- Born: Didier Hernández Fernández July 18, 1979 (age 46) Havana, Cuba
- Genres: Pop
- Occupation: Singer
- Instrument: Vocals
- Years active: 1995–2002, 2011–present

= Didier Hernández =

Cuban Artist. Singer Songwriter

Didier Hernández Fernández (born July 18, 1979 in Havana) is a Cuban singer who was a member of the well known boy band Menudo. He was one of the last members of the group to join while the band was still named "Menudo".
Didier was a founding member of the boy band MDO, reaching numerous hits world-wide.

He has released multiple singles after his first solo album, titled 'Destino'. his second Album ' Asi Soy yo, Didi'

The latest releases can be heard on all platforms, as Didier constantly creates new music .

==Musical career==
Didier Hernández was chosen as a member of Menudo in 1995; two years later, Edgardo Díaz had sold the band's original name and renamed it MDO. Bandmates were Abel Talamántez, Alexis Grullón, Edgar Antonio "Anthony" Galindo, Daniel René, Pablo Portillo, Troy Tuminelli, and Caleb Avilés.

During his seven years as a member of MDO, Hernández became a teen idol in Puerto Rico and across Latin America. He visited Europe and Asia, a total of 39 countries around the world, becoming a known artist among teenage Hispanic females in the United States. Hernández recorded a total of seven CDs during this period, including Tiempo de Amar ("Time to Fall in Love"), MDO, Un Poco Más ("A Little More"), Subir Al Cielo (which was also recorded in English as Little Piece of Heaven), and a greatest-hits CD.

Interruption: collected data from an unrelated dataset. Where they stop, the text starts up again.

//! Configuration management module
//!
//! This module handles loading and validation of application configuration
//! from TOML files and environment variables.

pub mod settings;
pub mod validation;

pub use settings::{Settings, ApiConfig, DatabaseConfig, SyncConfig, LoggingConfig};
//! Test data helpers for building Meetup API payloads
//!
//! This module provides builders for the payload shapes the live API serves:
//! a required-only variant and a fully-populated variant per entity. The
//! group builders default to the public API sandbox group.

use serde_json::{json, Value};

pub const SANDBOX_URLNAME: &str = "Meetup-API-Testing";
pub const SANDBOX_GROUP_ID: i64 = 1556336;

/// Required-only payload of the API sandbox group
pub fn sandbox_group() -> Value {
    group_payload(SANDBOX_GROUP_ID, SANDBOX_URLNAME)
}

/// Required-only group payload
pub fn group_payload(meetup_id: i64, urlname: &str) -> Value {
    json!({
        "id": meetup_id,
        "urlname": urlname,
        "created": 1258123610000i64,
        "description": "description",
        "lat": 40.7,
        "lon": -73.99,
        "link": "https://www.meetup.com/de-DE/Meetup-API-Testing/",
        "members": 7737,
        "name": "Meetup API Testing Sandbox",
        "status": "active",
        "timezone": "US/Eastern",
        "visibility": "public_limited"
    })
}

/// Sandbox group payload with every optional field populated
pub fn sandbox_group_full() -> Value {
    let mut payload = sandbox_group();
    merge(
        &mut payload,
        json!({
            "short_link": "https://mee.up/test",
            "welcome_message": "Welcome!",
            "city": "Brooklyn",
            "city_link": "https://www.meetup.com/city/Brooklyn/",
            "untranslated_city": "Brooklyn",
            "country": "US",
            "localized_country_name": "USA",
            "localized_location": "Brooklyn, NY",
            "state": "NY",
            "join_mode": "open",
            "fee_options": {
                "currencies": {"code": "EUR", "default": true},
                "type": "cash"
            },
            "member_limit": 10,
            "nomination_acceptable": true,
            "organizer": {"id": 1},
            "who": "Developers",
            "group_photo": {"id": 1},
            "key_photo": {"id": 2},
            "category": {"id": 34},
            "topics": [{"id": 132, "lang": "en", "name": "demo", "urlkey": "demo"}],
            "meta_category": {
                "id": 252,
                "shortname": "tech",
                "name": "Tech",
                "sort_name": "Tech"
            }
        }),
    );
    payload
}

/// Required-only event payload
pub fn minimal_event(id: &str) -> Value {
    event_at(id, 1560639600000)
}

/// Required-only event payload at a specific time
pub fn event_at(id: &str, time_millis: i64) -> Value {
    json!({
        "id": id,
        "name": "test meetup",
        "time": time_millis,
        "link": "http://localhost/"
    })
}

/// Event payload with every optional field populated
pub fn full_event(id: &str) -> Value {
    let mut payload = minimal_event(id);
    merge(
        &mut payload,
        json!({
            "attendance_count": 10,
            "attendance_sample": 10,
            "attendee_sample": 10,
            "created": 1560639600000i64,
            "date_in_series_pattern": true,
            "description": "Test Event",
            "duration": 7200000,
            "event_hosts": [{
                "host_count": 10,
                "id": 1,
                "intro": "I'm host",
                "join_date": 1560639600000i64,
                "name": "Hosti",
                "photo": {"id": 1}
            }],
            "fee": {
                "accepts": "cash",
                "amount": 10,
                "currency": "EUR",
                "description": "per-person",
                "label": "Price"
            },
            "how_to_find_us": "when nothing goes right, go left",
            "status": "past",
            "updated": 1560639600000i64,
            "utc_offset": -14400000,
            "venue": {
                "id": 1,
                "address_1": "Berlinerstr. 1",
                "city": "Berlin",
                "country": "Germany",
                "lat": 52.520008,
                "lon": 13.404954,
                "localized_country_name": "Deutschland",
                "name": "Meetup Place",
                "zip_code": "10101"
            },
            "venue_visibility": "public",
            "visibility": "public_limited"
        }),
    );
    payload
}

/// Feed body assembled from individual event payloads
pub fn events_feed(events: &[Value]) -> Value {
    Value::Array(events.to_vec())
}

fn merge(target: &mut Value, extras: Value) {
    let Value::Object(extra_map) = extras else {
        return;
    };
    if let Value::Object(map) = target {
        map.extend(extra_map);
    }
}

Hernández continued with his singing career, trying to become a solo singer. After one year of music production he opened a record label called DGMUSIC, which was distributed by Sony/BMG, through Avalon and, on August 23, 2005, his first solo CD, titled Destino ("Destiny"), was released. That same day, he announced a deal with American retail chain Wal-Mart, where he would hold "sign and greet" sessions with fans who bought his CD. The first single "Diva" was released, followed by "Te Juro Amor" (I Swear to You My Love), finishing a promo tour in May 2006.

In 2006, Hernández opened a production company, Rec International, and recorded several music projects that were later released in 2008 via Synergy Entertainment, another company owned by Hernández.

Didier Hernández is currently the president of Trading Connections, an artist-booking agency.

In 2011, Didier Hernández reunited with former MDO members for a reunion tour that lasted until 2015, and the band released a single, "Ya No Queda Mas". An album, MDO Legacy V.1, released in 2018.
In 2021 began releasing singles as a solo Artist but remained in the band touring with 90's Pop Tour and several MDO concerts until the beginning of 2025.
Hernandez decides to quit the band and pursue his solo career. his latest album ' Asi Soy yo , Didi' was released in December 9th 2024 including 12 tracks and 11 music videos that were released since 2021.

Didier is working on a musical project to release 365 songs as part of a life challenge.

In may he incurred in the Tropical genre with a single for 'JN Music Group ' record company out of Florida and has three initial songs with a concept called ' Sabores' .
4 musical productions are to be released in the next three years.